* _EXERCISE OBJECTIVE_
Scan the records below for the line with "use std::collections::HashMap;" and the line with "Template engine wrapper". Repeat those two lines and every line between them exactly, and nothing else.

(Dataset entries)
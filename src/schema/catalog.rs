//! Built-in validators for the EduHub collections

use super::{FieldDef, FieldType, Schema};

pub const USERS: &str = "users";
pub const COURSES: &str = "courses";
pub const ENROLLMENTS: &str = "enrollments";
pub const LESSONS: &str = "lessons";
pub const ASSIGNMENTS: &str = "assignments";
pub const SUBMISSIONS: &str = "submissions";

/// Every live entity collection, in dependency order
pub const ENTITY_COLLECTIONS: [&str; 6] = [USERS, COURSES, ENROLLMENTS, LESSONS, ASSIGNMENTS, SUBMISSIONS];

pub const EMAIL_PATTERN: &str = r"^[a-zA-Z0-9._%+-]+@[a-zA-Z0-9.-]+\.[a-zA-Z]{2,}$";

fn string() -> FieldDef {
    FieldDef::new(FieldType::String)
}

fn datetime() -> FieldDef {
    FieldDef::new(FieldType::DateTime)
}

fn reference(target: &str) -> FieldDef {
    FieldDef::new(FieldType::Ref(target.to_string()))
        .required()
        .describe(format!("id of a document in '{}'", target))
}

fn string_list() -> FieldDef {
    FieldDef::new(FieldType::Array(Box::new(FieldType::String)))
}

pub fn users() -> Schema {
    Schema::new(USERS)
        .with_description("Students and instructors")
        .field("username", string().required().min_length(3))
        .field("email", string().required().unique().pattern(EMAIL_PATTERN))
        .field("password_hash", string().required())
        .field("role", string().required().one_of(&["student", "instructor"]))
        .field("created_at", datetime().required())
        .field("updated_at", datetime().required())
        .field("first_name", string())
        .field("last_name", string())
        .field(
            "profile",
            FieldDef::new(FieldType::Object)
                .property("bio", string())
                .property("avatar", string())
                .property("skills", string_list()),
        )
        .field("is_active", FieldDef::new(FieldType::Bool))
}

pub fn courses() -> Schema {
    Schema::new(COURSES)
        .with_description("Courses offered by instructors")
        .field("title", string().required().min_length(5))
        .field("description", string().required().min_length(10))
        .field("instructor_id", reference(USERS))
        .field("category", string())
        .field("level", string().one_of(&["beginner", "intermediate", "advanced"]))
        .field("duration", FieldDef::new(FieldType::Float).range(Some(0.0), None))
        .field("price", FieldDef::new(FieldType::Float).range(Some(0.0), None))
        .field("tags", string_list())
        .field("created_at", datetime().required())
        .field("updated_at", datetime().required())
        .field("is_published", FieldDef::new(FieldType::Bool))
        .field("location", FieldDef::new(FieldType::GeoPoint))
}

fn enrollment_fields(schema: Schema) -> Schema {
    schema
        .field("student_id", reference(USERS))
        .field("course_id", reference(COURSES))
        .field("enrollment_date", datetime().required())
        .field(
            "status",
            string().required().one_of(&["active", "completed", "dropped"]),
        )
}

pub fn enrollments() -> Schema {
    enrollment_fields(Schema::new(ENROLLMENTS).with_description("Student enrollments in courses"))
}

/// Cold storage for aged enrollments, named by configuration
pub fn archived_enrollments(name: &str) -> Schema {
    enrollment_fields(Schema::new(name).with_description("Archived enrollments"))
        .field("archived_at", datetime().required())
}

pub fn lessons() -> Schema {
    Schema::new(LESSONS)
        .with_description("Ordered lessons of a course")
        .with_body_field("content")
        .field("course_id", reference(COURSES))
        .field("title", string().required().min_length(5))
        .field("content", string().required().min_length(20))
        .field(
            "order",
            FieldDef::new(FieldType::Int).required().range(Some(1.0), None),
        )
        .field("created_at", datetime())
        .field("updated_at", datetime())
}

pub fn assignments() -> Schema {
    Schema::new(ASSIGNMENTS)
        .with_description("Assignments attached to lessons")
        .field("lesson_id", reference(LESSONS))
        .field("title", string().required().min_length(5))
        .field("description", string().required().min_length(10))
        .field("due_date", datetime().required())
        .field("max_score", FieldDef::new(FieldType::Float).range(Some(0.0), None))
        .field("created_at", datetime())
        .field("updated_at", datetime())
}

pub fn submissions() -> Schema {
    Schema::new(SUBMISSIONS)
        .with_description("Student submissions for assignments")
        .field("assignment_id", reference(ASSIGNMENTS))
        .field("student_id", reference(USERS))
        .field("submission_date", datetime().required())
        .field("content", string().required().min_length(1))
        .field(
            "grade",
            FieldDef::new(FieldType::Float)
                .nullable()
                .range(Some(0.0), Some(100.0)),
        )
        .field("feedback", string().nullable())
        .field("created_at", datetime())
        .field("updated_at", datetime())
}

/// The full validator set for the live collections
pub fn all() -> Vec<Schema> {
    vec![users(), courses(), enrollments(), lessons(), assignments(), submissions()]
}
* * *
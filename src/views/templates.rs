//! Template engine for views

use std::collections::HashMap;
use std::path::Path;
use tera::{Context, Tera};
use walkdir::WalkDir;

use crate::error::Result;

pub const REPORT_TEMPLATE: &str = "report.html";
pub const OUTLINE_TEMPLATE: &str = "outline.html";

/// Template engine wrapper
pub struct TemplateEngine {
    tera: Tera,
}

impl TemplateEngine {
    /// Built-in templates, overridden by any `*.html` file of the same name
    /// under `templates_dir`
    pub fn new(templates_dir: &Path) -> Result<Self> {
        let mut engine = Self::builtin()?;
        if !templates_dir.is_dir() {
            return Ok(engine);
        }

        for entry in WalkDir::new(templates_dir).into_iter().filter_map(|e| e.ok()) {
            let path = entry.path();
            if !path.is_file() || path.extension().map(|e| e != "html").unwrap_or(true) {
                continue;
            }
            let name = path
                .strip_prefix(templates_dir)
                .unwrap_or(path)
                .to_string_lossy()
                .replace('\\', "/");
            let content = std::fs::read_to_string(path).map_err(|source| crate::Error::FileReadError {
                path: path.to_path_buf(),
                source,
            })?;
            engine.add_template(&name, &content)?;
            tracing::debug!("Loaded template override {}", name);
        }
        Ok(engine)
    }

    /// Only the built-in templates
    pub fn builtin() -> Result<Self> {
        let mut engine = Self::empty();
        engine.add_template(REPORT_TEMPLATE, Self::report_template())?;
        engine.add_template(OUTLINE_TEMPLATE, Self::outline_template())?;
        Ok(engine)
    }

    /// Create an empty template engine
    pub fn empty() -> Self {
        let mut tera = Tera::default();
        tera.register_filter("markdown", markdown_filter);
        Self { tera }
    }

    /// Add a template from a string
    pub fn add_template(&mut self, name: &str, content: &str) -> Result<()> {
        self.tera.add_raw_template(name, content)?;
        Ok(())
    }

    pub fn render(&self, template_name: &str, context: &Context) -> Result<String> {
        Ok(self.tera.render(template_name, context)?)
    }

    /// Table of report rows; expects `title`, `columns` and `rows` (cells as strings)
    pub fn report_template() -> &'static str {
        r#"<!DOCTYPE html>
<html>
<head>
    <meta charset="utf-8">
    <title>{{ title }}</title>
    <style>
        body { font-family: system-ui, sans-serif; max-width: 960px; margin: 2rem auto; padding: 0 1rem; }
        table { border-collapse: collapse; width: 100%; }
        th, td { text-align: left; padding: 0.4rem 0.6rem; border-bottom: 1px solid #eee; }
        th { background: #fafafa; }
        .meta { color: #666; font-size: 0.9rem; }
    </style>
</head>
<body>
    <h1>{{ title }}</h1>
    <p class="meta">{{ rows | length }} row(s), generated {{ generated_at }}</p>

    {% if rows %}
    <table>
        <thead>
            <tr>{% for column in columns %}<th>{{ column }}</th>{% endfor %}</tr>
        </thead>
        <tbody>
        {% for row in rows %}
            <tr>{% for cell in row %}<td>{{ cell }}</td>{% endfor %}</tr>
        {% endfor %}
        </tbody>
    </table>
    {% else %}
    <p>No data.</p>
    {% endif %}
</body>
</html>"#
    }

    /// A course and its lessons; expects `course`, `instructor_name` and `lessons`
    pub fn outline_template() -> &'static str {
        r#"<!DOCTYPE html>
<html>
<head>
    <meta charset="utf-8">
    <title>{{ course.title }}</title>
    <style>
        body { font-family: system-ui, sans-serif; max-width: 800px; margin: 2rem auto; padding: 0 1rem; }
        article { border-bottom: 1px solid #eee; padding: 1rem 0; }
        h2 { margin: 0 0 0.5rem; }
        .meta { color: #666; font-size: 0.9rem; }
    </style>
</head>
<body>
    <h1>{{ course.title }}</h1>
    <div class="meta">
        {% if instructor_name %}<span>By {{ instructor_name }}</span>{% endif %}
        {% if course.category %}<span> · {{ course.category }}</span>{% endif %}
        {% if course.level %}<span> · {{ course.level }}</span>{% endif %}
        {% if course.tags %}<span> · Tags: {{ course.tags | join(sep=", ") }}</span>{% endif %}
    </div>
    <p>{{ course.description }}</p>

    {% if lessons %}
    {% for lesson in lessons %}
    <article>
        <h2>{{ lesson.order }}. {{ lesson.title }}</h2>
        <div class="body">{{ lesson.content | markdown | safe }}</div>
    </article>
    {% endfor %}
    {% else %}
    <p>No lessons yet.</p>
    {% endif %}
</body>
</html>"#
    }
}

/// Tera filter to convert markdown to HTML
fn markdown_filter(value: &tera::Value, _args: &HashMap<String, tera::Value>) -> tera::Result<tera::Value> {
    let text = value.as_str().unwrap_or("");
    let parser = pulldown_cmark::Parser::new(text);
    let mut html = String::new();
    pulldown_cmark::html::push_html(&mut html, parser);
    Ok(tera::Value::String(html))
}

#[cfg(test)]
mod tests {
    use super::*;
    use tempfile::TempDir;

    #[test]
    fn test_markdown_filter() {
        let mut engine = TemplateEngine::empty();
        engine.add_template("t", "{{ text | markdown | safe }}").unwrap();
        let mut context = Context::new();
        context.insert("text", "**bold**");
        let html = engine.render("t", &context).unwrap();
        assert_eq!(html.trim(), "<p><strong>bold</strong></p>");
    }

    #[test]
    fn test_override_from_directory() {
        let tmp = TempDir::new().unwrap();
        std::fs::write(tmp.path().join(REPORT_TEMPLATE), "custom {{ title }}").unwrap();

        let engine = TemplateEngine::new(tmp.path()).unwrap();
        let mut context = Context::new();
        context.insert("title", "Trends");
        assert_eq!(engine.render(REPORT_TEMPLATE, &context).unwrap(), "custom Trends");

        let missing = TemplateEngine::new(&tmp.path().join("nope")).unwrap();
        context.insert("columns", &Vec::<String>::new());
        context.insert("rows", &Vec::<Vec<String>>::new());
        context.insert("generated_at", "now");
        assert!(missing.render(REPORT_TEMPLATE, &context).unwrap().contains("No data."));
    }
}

* _SOLUTION FOR THIS PROBLEM_
use std::collections::HashMap;
use std::path::Path;
use tera::{Context, Tera};
use walkdir::WalkDir;

use crate::error::Result;

pub const REPORT_TEMPLATE: &str = "report.html";
pub const OUTLINE_TEMPLATE: &str = "outline.html";

/// Template engine wrapper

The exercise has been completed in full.